━━ Records for this exercise ━━

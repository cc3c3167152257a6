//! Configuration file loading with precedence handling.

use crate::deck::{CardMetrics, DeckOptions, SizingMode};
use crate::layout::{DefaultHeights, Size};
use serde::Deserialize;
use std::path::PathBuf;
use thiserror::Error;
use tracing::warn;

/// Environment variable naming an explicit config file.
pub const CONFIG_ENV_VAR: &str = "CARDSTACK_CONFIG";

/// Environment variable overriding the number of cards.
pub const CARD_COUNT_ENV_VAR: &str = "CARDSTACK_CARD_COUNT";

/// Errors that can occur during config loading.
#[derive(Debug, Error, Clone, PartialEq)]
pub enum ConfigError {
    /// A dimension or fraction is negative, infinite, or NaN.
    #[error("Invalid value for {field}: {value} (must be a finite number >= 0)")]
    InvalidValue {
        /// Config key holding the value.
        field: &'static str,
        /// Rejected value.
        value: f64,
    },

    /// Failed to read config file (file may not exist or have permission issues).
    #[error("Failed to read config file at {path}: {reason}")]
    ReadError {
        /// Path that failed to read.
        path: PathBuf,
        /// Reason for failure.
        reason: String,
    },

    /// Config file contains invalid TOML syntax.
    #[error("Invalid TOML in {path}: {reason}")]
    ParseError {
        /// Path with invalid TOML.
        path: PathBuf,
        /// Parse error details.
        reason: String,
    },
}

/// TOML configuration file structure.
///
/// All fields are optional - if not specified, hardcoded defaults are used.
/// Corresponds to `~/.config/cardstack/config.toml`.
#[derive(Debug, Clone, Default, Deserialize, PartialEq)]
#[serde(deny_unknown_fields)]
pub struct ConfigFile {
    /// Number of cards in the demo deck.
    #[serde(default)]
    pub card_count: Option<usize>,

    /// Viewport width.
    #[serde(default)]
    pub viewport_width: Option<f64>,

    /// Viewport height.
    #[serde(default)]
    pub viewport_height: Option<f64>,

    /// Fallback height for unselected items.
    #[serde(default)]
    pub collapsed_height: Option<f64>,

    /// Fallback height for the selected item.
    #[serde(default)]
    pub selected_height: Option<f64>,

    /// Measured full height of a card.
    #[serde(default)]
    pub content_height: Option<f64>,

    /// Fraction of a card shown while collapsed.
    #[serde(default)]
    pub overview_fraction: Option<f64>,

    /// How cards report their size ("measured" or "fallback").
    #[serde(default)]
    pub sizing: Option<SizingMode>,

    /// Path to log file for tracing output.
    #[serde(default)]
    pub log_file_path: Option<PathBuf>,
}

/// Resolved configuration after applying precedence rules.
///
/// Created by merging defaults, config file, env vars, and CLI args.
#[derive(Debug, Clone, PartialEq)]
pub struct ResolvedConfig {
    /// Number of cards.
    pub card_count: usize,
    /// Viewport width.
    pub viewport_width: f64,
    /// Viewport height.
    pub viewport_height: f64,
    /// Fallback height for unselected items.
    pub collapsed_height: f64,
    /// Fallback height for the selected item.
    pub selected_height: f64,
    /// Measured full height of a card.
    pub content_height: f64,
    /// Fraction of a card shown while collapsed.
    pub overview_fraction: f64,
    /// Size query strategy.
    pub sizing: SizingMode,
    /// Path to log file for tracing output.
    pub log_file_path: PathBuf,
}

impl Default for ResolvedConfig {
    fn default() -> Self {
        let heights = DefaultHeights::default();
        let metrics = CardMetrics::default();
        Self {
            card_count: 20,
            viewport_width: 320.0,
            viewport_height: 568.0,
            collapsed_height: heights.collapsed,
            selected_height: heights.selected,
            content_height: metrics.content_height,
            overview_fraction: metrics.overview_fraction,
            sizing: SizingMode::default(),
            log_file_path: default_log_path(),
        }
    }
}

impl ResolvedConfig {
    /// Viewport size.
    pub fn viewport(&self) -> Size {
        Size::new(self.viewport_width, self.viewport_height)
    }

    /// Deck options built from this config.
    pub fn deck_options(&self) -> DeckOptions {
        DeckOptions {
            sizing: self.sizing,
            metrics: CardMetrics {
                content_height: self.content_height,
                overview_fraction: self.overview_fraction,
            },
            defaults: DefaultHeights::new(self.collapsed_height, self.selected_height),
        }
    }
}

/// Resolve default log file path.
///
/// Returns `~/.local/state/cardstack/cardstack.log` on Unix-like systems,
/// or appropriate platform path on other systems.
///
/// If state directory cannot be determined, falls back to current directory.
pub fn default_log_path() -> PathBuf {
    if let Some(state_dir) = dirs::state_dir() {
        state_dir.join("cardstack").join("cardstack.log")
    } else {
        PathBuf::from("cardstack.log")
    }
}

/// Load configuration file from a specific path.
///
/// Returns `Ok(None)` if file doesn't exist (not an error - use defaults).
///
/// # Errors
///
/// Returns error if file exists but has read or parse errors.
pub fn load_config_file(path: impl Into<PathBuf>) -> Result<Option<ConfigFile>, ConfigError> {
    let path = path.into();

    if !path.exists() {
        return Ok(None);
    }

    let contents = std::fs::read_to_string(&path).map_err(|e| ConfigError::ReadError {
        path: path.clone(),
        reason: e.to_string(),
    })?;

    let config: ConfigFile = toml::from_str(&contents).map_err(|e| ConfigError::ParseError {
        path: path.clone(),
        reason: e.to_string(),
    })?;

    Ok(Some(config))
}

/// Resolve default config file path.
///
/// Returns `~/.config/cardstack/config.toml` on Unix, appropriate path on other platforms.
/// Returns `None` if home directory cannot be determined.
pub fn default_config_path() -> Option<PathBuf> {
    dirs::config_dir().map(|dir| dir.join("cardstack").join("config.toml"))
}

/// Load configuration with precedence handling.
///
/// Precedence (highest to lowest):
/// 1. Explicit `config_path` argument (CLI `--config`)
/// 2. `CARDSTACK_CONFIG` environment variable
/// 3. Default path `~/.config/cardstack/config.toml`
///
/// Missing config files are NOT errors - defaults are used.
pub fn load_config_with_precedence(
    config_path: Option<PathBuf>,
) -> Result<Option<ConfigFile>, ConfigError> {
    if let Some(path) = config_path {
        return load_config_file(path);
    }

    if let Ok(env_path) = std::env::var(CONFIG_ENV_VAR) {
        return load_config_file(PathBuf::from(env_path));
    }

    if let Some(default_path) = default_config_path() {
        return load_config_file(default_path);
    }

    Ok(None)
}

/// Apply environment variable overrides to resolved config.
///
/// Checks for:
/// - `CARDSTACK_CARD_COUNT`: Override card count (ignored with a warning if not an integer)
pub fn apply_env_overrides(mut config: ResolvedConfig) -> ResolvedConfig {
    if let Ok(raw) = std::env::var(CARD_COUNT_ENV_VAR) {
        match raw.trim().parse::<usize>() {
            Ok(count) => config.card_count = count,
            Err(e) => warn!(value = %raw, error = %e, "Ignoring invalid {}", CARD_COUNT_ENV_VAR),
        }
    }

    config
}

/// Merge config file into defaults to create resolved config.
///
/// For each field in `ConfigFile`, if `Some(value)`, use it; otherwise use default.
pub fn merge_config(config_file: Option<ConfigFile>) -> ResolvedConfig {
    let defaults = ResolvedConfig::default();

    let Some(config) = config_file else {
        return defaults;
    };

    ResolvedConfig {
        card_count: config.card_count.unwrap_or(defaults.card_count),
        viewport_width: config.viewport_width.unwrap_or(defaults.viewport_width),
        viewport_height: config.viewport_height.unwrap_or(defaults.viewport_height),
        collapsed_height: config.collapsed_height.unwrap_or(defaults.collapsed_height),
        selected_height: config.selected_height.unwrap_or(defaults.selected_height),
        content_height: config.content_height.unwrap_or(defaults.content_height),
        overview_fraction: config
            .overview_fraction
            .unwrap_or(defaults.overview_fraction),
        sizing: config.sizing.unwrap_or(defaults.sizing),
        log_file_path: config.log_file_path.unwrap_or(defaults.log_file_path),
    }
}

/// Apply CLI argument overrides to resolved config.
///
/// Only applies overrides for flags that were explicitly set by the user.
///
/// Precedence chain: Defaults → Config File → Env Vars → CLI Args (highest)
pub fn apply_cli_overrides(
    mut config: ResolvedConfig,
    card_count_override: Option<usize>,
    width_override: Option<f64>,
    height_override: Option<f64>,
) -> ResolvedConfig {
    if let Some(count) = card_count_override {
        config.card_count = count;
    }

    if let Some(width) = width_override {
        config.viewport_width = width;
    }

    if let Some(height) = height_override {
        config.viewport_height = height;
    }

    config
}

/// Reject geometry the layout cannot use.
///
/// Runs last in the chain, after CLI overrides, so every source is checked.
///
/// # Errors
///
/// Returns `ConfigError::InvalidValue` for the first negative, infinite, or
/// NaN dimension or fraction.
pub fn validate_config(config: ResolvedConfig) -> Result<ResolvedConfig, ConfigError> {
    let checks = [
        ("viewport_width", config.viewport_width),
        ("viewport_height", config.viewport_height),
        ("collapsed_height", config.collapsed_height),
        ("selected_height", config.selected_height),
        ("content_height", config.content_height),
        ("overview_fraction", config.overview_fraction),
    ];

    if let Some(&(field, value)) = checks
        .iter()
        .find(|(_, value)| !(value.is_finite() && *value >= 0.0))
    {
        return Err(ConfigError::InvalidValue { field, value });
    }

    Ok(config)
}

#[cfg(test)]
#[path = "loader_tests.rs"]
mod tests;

━━━

Description of the task
Tally, in the data above, the lines where the word "that" occurs, and give the figure alone.

Task output
3